The Associated Press, Washington - for erroneously reporting that Makah hunters used a machine gun to kill a gray whale, which made a complex, tragic situation a dangerous one for the entire Makah Tribe and all Native peoples. The false report of Sept. 8 machine-gunning both ignited an anti-Indian firestorm and made reasoned discourse on Makah traditional whaling nearly impossible.

The Associated Press, Seattle and D.C. - for distributing an erroneous Oct. 4 report nationwide, without fact-checking or questioning the bias of the non-AP writer and without seeking Native or congressional comment; and for a Dec. 7 article, ''Scientists protest tribal control over ancient remains,'' a better article with fewer inaccuracies, but with an overall bias against the tribal interest.
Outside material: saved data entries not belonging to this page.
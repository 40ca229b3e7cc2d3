//! Configuration loading utilities for CLI commands

use anyhow::{Context, Result};
use fairtrack_core::config::{CliConfigOverrides, LayeredConfig};
use std::path::{Path, PathBuf};

/// Config file picked up from the working directory when --config is not given
pub const DEFAULT_CONFIG_FILE: &str = "fairtrack.toml";

/// Load layered configuration with CLI overrides
pub fn load_config(path: Option<&Path>, overrides: CliConfigOverrides) -> Result<LayeredConfig> {
    let mut config = LayeredConfig::with_defaults();

    if let Some(path) = config_path(path) {
        tracing::debug!(path = %path.display(), "Loading configuration file");
        config = config
            .load_from_file(&path)
            .with_context(|| format!("Failed to load configuration file {}", path.display()))?;
    }

    let mut config = config.load_from_env();
    config.update_from_cli(overrides);
    Ok(config)
}

fn config_path(explicit: Option<&Path>) -> Option<PathBuf> {
    match explicit {
        Some(path) => Some(path.to_path_buf()),
        None => {
            let candidate = PathBuf::from(DEFAULT_CONFIG_FILE);
            candidate.is_file().then_some(candidate)
        }
    }
}
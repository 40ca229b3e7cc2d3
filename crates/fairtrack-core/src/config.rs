use crate::error::{FairtrackError, Result};
use crate::models::{TrackingMode, DEFAULT_MAX_ATTEMPTS, DEFAULT_PROXIMITY_RADIUS_METERS};
use serde::{Deserialize, Serialize};
use std::collections::HashMap;
use std::env;
use std::fs;
use std::path::Path;
use std::str::FromStr;

/// Configuration source for tracking where values come from
#[derive(Debug, Clone, Copy, PartialEq, Eq, Serialize, Deserialize)]
pub enum ConfigSource {
    /// Default value
    Default,
    /// Loaded from config file
    File,
    /// Loaded from environment variable
    Environment,
    /// Provided via CLI argument
    Cli,
}

impl ConfigSource {
    /// Returns the precedence level (higher = higher priority)
    pub fn precedence(&self) -> u8 {
        match self {
            ConfigSource::Default => 0,
            ConfigSource::File => 1,
            ConfigSource::Environment => 2,
            ConfigSource::Cli => 3,
        }
    }
}

/// A configuration value with its source
#[derive(Debug, Clone, Serialize, Deserialize)]
pub struct ConfigValue<T> {
    pub value: T,
    pub source: ConfigSource,
}

impl<T> ConfigValue<T> {
    pub fn new(value: T, source: ConfigSource) -> Self {
        Self { value, source }
    }

    /// Update the value if the new source has higher precedence
    pub fn update(&mut self, value: T, source: ConfigSource) {
        if source.precedence() > self.source.precedence() {
            self.value = value;
            self.source = source;
        }
    }
}

/// Layered configuration for the location gate
#[derive(Debug, Clone)]
pub struct LayeredConfig {
    pub proximity_radius_m: ConfigValue<f64>,
    pub max_attempts: ConfigValue<u32>,
    pub first_retry_delay_ms: ConfigValue<u64>,
    pub retry_delay_ms: ConfigValue<u64>,
    pub base_timeout_ms: ConfigValue<u64>,
    pub timeout_step_ms: ConfigValue<u64>,
    pub maximum_age_ms: ConfigValue<u64>,
    pub loading_indicator_delay_ms: ConfigValue<u64>,
    pub tracking_mode: ConfigValue<TrackingMode>,
}

impl LayeredConfig {
    /// Create a new configuration with default values
    pub fn with_defaults() -> Self {
        Self {
            proximity_radius_m: ConfigValue::new(
                DEFAULT_PROXIMITY_RADIUS_METERS,
                ConfigSource::Default,
            ),
            max_attempts: ConfigValue::new(DEFAULT_MAX_ATTEMPTS, ConfigSource::Default),
            first_retry_delay_ms: ConfigValue::new(2_000, ConfigSource::Default),
            retry_delay_ms: ConfigValue::new(5_000, ConfigSource::Default),
            base_timeout_ms: ConfigValue::new(10_000, ConfigSource::Default),
            timeout_step_ms: ConfigValue::new(5_000, ConfigSource::Default),
            maximum_age_ms: ConfigValue::new(0, ConfigSource::Default),
            loading_indicator_delay_ms: ConfigValue::new(300, ConfigSource::Default),
            tracking_mode: ConfigValue::new(TrackingMode::Continuous, ConfigSource::Default),
        }
    }

    /// Load configuration from a TOML file
    pub fn load_from_file<P: AsRef<Path>>(mut self, path: P) -> Result<Self> {
        let content = fs::read_to_string(path.as_ref())?;

        let file_config: FileConfig =
            toml::from_str(&content).map_err(|e| FairtrackError::ConfigInvalid {
                key: "file".to_string(),
                reason: format!("Failed to parse TOML: {}", e),
            })?;

        if let Some(radius) = file_config.proximity_radius_m {
            let radius = validate_radius(radius)?;
            self.proximity_radius_m.update(radius, ConfigSource::File);
        }

        if let Some(max_attempts) = file_config.max_attempts {
            let max_attempts = validate_max_attempts(max_attempts)?;
            self.max_attempts.update(max_attempts, ConfigSource::File);
        }

        if let Some(ms) = file_config.first_retry_delay_ms {
            self.first_retry_delay_ms.update(ms, ConfigSource::File);
        }

        if let Some(ms) = file_config.retry_delay_ms {
            self.retry_delay_ms.update(ms, ConfigSource::File);
        }

        if let Some(ms) = file_config.base_timeout_ms {
            self.base_timeout_ms.update(ms, ConfigSource::File);
        }

        if let Some(ms) = file_config.timeout_step_ms {
            self.timeout_step_ms.update(ms, ConfigSource::File);
        }

        if let Some(ms) = file_config.maximum_age_ms {
            self.maximum_age_ms.update(ms, ConfigSource::File);
        }

        if let Some(ms) = file_config.loading_indicator_delay_ms {
            self.loading_indicator_delay_ms.update(ms, ConfigSource::File);
        }

        if let Some(mode) = file_config.tracking_mode {
            self.tracking_mode.update(mode, ConfigSource::File);
        }

        Ok(self)
    }

    /// Load configuration from environment variables
    ///
    /// Malformed values are logged and ignored.
    pub fn load_from_env(mut self) -> Self {
        // FAIRTRACK_PROXIMITY_RADIUS
        if let Ok(radius_str) = env::var("FAIRTRACK_PROXIMITY_RADIUS") {
            match parse_radius(&radius_str) {
                Ok(radius) => self.proximity_radius_m.update(radius, ConfigSource::Environment),
                Err(_) => tracing::warn!(
                    "Invalid FAIRTRACK_PROXIMITY_RADIUS value '{}': expected a positive number of meters",
                    radius_str
                ),
            }
        }

        // FAIRTRACK_MAX_ATTEMPTS
        if let Ok(attempts_str) = env::var("FAIRTRACK_MAX_ATTEMPTS") {
            match attempts_str.trim().parse::<u32>() {
                Ok(n) if n >= 1 => self.max_attempts.update(n, ConfigSource::Environment),
                _ => tracing::warn!(
                    "Invalid FAIRTRACK_MAX_ATTEMPTS value '{}': expected an integer >= 1",
                    attempts_str
                ),
            }
        }

        env_millis("FAIRTRACK_FIRST_RETRY_DELAY_MS", &mut self.first_retry_delay_ms);
        env_millis("FAIRTRACK_RETRY_DELAY_MS", &mut self.retry_delay_ms);
        env_millis("FAIRTRACK_BASE_TIMEOUT_MS", &mut self.base_timeout_ms);
        env_millis("FAIRTRACK_TIMEOUT_STEP_MS", &mut self.timeout_step_ms);
        env_millis("FAIRTRACK_MAXIMUM_AGE_MS", &mut self.maximum_age_ms);
        env_millis("FAIRTRACK_LOADING_DELAY_MS", &mut self.loading_indicator_delay_ms);

        // FAIRTRACK_TRACKING_MODE
        if let Ok(mode_str) = env::var("FAIRTRACK_TRACKING_MODE") {
            match parse_tracking_mode(&mode_str) {
                Ok(mode) => self.tracking_mode.update(mode, ConfigSource::Environment),
                Err(_) => tracing::warn!(
                    "Invalid FAIRTRACK_TRACKING_MODE value '{}': expected continuous or one_shot",
                    mode_str
                ),
            }
        }

        self
    }

    /// Update configuration from CLI arguments
    pub fn update_from_cli(&mut self, overrides: CliConfigOverrides) {
        if let Some(radius) = overrides.proximity_radius_m {
            self.proximity_radius_m.update(radius, ConfigSource::Cli);
        }

        if let Some(max_attempts) = overrides.max_attempts {
            self.max_attempts.update(max_attempts, ConfigSource::Cli);
        }

        if let Some(mode) = overrides.tracking_mode {
            self.tracking_mode.update(mode, ConfigSource::Cli);
        }
    }

    /// Get all configuration values as a map for inspection
    pub fn to_inspection_map(&self) -> HashMap<String, (String, ConfigSource)> {
        let mut map = HashMap::new();

        map.insert(
            "proximity_radius_m".to_string(),
            (format!("{} m", self.proximity_radius_m.value), self.proximity_radius_m.source),
        );

        map.insert(
            "max_attempts".to_string(),
            (self.max_attempts.value.to_string(), self.max_attempts.source),
        );

        for (key, value) in [
            ("first_retry_delay_ms", &self.first_retry_delay_ms),
            ("retry_delay_ms", &self.retry_delay_ms),
            ("base_timeout_ms", &self.base_timeout_ms),
            ("timeout_step_ms", &self.timeout_step_ms),
            ("maximum_age_ms", &self.maximum_age_ms),
            ("loading_indicator_delay_ms", &self.loading_indicator_delay_ms),
        ] {
            map.insert(key.to_string(), (format!("{} ms", value.value), value.source));
        }

        map.insert(
            "tracking_mode".to_string(),
            (self.tracking_mode.value.to_string(), self.tracking_mode.source),
        );

        map
    }
}

impl Default for LayeredConfig {
    fn default() -> Self {
        Self::with_defaults()
    }
}

fn env_millis(var: &str, target: &mut ConfigValue<u64>) {
    if let Ok(raw) = env::var(var) {
        match parse_millis(&raw) {
            Ok(ms) => target.update(ms, ConfigSource::Environment),
            Err(_) => tracing::warn!(
                "Invalid {} value '{}': expected a non-negative integer of milliseconds",
                var,
                raw
            ),
        }
    }
}

/// Configuration loaded from TOML file
#[derive(Debug, Deserialize, Serialize)]
struct FileConfig {
    proximity_radius_m: Option<f64>,
    max_attempts: Option<u32>,
    first_retry_delay_ms: Option<u64>,
    retry_delay_ms: Option<u64>,
    base_timeout_ms: Option<u64>,
    timeout_step_ms: Option<u64>,
    maximum_age_ms: Option<u64>,
    loading_indicator_delay_ms: Option<u64>,
    tracking_mode: Option<TrackingMode>,
}

/// CLI configuration overrides
#[derive(Debug, Default)]
pub struct CliConfigOverrides {
    pub proximity_radius_m: Option<f64>,
    pub max_attempts: Option<u32>,
    pub tracking_mode: Option<TrackingMode>,
}

/// Parse a proximity radius in meters
pub fn parse_radius(s: &str) -> Result<f64> {
    let radius = f64::from_str(s.trim()).map_err(|_| FairtrackError::ConfigInvalid {
        key: "proximity_radius_m".to_string(),
        reason: format!("Invalid radius: {}. Use a number of meters", s),
    })?;
    validate_radius(radius)
}

fn validate_radius(radius: f64) -> Result<f64> {
    if radius.is_finite() && radius > 0.0 {
        Ok(radius)
    } else {
        Err(FairtrackError::ConfigInvalid {
            key: "proximity_radius_m".to_string(),
            reason: format!("Radius must be a positive number of meters, got {}", radius),
        })
    }
}

fn validate_max_attempts(max_attempts: u32) -> Result<u32> {
    if max_attempts >= 1 {
        Ok(max_attempts)
    } else {
        Err(FairtrackError::ConfigInvalid {
            key: "max_attempts".to_string(),
            reason: "At least one attempt is required".to_string(),
        })
    }
}

fn parse_millis(s: &str) -> Result<u64> {
    s.trim().parse::<u64>().map_err(|_| FairtrackError::ConfigInvalid {
        key: "milliseconds".to_string(),
        reason: format!("Invalid duration: {}", s),
    })
}

/// Parse tracking mode from string
pub fn parse_tracking_mode(s: &str) -> Result<TrackingMode> {
    match s.to_lowercase().as_str() {
        "continuous" | "watch" => Ok(TrackingMode::Continuous),
        "one_shot" | "one-shot" | "oneshot" | "once" => Ok(TrackingMode::OneShot),
        _ => Err(FairtrackError::ConfigInvalid {
            key: "tracking_mode".to_string(),
            reason: format!("Invalid tracking mode: {}. Use continuous or one_shot", s),
        }),
    }
}

#[cfg(test)]
mod tests {
    use super::*;
    use std::io::Write;
    use tempfile::NamedTempFile;

    #[test]
    fn test_default_config() {
        let config = LayeredConfig::with_defaults();
        assert_eq!(config.proximity_radius_m.value, 20.0);
        assert_eq!(config.proximity_radius_m.source, ConfigSource::Default);
        assert_eq!(config.max_attempts.value, 3);
        assert_eq!(config.first_retry_delay_ms.value, 2_000);
        assert_eq!(config.retry_delay_ms.value, 5_000);
        assert_eq!(config.tracking_mode.value, TrackingMode::Continuous);
    }

    #[test]
    fn test_config_precedence() {
        let mut value = ConfigValue::new(100, ConfigSource::Default);

        value.update(200, ConfigSource::File);
        assert_eq!(value.value, 200);
        assert_eq!(value.source, ConfigSource::File);

        value.update(300, ConfigSource::Environment);
        assert_eq!(value.value, 300);
        assert_eq!(value.source, ConfigSource::Environment);

        value.update(400, ConfigSource::Cli);
        assert_eq!(value.value, 400);
        assert_eq!(value.source, ConfigSource::Cli);

        // Lower precedence should not override
        value.update(500, ConfigSource::File);
        assert_eq!(value.value, 400);
        assert_eq!(value.source, ConfigSource::Cli);
    }

    #[test]
    fn test_load_from_file() {
        let mut file = NamedTempFile::new().unwrap();
        writeln!(
            file,
            r#"
proximity_radius_m = 35.5
max_attempts = 5
retry_delay_ms = 4000
tracking_mode = "one_shot"
"#
        )
        .unwrap();

        let config = LayeredConfig::with_defaults().load_from_file(file.path()).unwrap();

        assert_eq!(config.proximity_radius_m.value, 35.5);
        assert_eq!(config.proximity_radius_m.source, ConfigSource::File);
        assert_eq!(config.max_attempts.value, 5);
        assert_eq!(config.retry_delay_ms.value, 4_000);
        assert_eq!(config.tracking_mode.value, TrackingMode::OneShot);
        assert_eq!(config.base_timeout_ms.source, ConfigSource::Default);
    }

    #[test]
    fn test_file_rejects_non_positive_radius() {
        let mut file = NamedTempFile::new().unwrap();
        writeln!(file, "proximity_radius_m = -3.0").unwrap();

        let err = LayeredConfig::with_defaults().load_from_file(file.path()).unwrap_err();
        assert!(matches!(
            err,
            FairtrackError::ConfigInvalid { ref key, .. } if key == "proximity_radius_m"
        ));
    }

    #[test]
    fn test_file_rejects_zero_attempts() {
        let mut file = NamedTempFile::new().unwrap();
        writeln!(file, "max_attempts = 0").unwrap();

        assert!(LayeredConfig::with_defaults().load_from_file(file.path()).is_err());
    }

    #[test]
    fn test_cli_overrides() {
        let mut config = LayeredConfig::with_defaults();

        config.update_from_cli(CliConfigOverrides {
            proximity_radius_m: Some(50.0),
            max_attempts: None,
            tracking_mode: Some(TrackingMode::OneShot),
        });

        assert_eq!(config.proximity_radius_m.value, 50.0);
        assert_eq!(config.proximity_radius_m.source, ConfigSource::Cli);
        assert_eq!(config.tracking_mode.value, TrackingMode::OneShot);
        assert_eq!(config.max_attempts.source, ConfigSource::Default);
    }

    #[test]
    fn test_parse_radius() {
        assert_eq!(parse_radius("20").unwrap(), 20.0);
        assert_eq!(parse_radius(" 12.5 ").unwrap(), 12.5);
        assert!(parse_radius("0").is_err());
        assert!(parse_radius("NaN").is_err());
        assert!(parse_radius("far").is_err());
    }

    #[test]
    fn test_parse_tracking_mode() {
        assert_eq!(parse_tracking_mode("continuous").unwrap(), TrackingMode::Continuous);
        assert_eq!(parse_tracking_mode("WATCH").unwrap(), TrackingMode::Continuous);
        assert_eq!(parse_tracking_mode("one-shot").unwrap(), TrackingMode::OneShot);
        assert!(parse_tracking_mode("sometimes").is_err());
    }

    #[test]
    fn test_inspection_map() {
        let config = LayeredConfig::with_defaults();
        let map = config.to_inspection_map();

        assert_eq!(map.len(), 9);
        let (radius, source) = &map["proximity_radius_m"];
        assert_eq!(radius, "20 m");
        assert_eq!(*source, ConfigSource::Default);
        assert_eq!(map["first_retry_delay_ms"].0, "2000 ms");
        assert_eq!(map["tracking_mode"].0, "continuous");
    }
}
The October article falsely proclaimed that the NAGPRA amendment could return Kennewick Man to tribes; misstated that the amendment is ''tucked inside'' a methamphetamine grant bill, when it's in a technical corrections bill that has nothing to do with drugs or money; and even miscounted the number of words in the bill (two, rather than the actual 13). Embarrassingly, ICT ran the second article without fact-checking, seeking Native comment or quoting supporting resolutions of Affiliated Tribes of Northwest Indians, National Congress of American Indians and 8 Northern Pueblos.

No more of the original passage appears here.